Triage (Rebecca Jessen)

the kind lady on the end of the line will say this: I have to ask. in the present you wait. yes, I was thirteen, only the one time. yes, family. no, no one. the kind lady on the end of the line will notice the catch in your breath. that’s okay she will say, I don’t need details, but you will talk about these things one day. and you will think, no, not one. she will ask about your plan. yes, I think about it every week, that unwavering expanse of ocean slipping quietly into the blue night. it’s an exit strategy, you know, if it gets too much. tread carefully here, you have to tell these details to the right strangers. do not raise alarm with your blasé attitude towards your own death. be cool. smile while you talk. no. not this week.
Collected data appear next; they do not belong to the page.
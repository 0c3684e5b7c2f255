use crate::controls::{ControlState, OPACITY_RANGE, ROTATION_SPEED_RANGE};

/// Builds the overlay UI: the corner FPS counter, plus the control panel
/// when control state is attached
///
/// Widgets bind directly to the control fields; values are clamped back to
/// the declared ranges afterwards so out-of-range typed input cannot stick.
pub fn draw_panel(ctx: &egui::Context, fps: f32, controls: Option<&mut ControlState>) {
    egui::Window::new("fps")
        .title_bar(false)
        .resizable(false)
        .fixed_pos(egui::pos2(10.0, 10.0))
        .frame(egui::Frame::NONE)
        .show(ctx, |ui| {
            ui.label(
                egui::RichText::new(format!("{:.0}", fps))
                    .size(48.0)
                    .color(egui::Color32::from_rgb(74, 158, 255)),
            );
            ui.label(
                egui::RichText::new("FPS")
                    .size(12.0)
                    .color(egui::Color32::GRAY),
            );
        });

    if let Some(controls) = controls {
        egui::Window::new("Controls")
            .resizable(false)
            .default_pos(egui::pos2(10.0, 90.0))
            .show(ctx, |ui| {
                ui.add(
                    egui::Slider::new(&mut controls.rotation_speed, ROTATION_SPEED_RANGE)
                        .text("rotation speed"),
                );
                ui.add(egui::Slider::new(&mut controls.opacity, OPACITY_RANGE).text("opacity"));
                ui.horizontal(|ui| {
                    ui.color_edit_button_rgb(&mut controls.color);
                    ui.label("color");
                });
            });

        controls.clamp_to_ranges();
    }
}
pub mod gpu;
pub mod surface;

use anyhow::Result;

use crate::camera::Camera;
use crate::controls::ControlState;
use crate::scene::Scene;
use crate::viewport::Viewport;

/// Marching parameters for the raymarch variant, re-applied every frame
#[derive(Debug, Clone, Copy, PartialEq)]
pub struct RaymarchSettings {
    /// How far a ray may travel before it is considered a miss
    pub max_distance: f32,
    /// Hit threshold for the distance field
    pub precision: f32,
}

impl Default for RaymarchSettings {
    fn default() -> Self {
        Self {
            max_distance: 50.0,
            precision: 0.01,
        }
    }
}

/// Everything the renderer may sample for one frame
pub struct FrameInput<'a> {
    pub scene: &'a Scene,
    pub camera: &'a Camera,
    pub raymarch: Option<&'a RaymarchSettings>,
    /// Present when a control panel is attached; the overlay edits these
    /// for the following frame
    pub controls: Option<&'a mut ControlState>,
    pub fps: f32,
}

/// The draw seam between the orchestration core and the rendering stack
///
/// One draw call per render step; the surface-backed implementation lives in
/// [`surface`], tests substitute counting mocks.
pub trait Renderer {
    /// Draw the current scene state into the output surface
    fn draw(&mut self, frame: &mut FrameInput<'_>) -> Result<()>;

    /// Resize the output surface to the viewport
    fn resize(&mut self, viewport: Viewport);

    /// Current output surface dimensions in pixels
    fn dimensions(&self) -> (u32, u32);
}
I guess it’s been a good week then. and how to measure chronic emptiness. that’s what this is, right? the kind lady on the end of the line will say you don’t sound empty. well that’s something then. isn’t it. and what is sound anyway. but another diagnosis to unstick. the kind lady on the end of the line will ask you what day it is. every day. it is everyday. she will say save this number. call any time. but sooner. rather than later. you know something about later. and there are no numbers left to dial. someone will be here for you. those words echo into the past and future and ring untrue. there is no here. not for you.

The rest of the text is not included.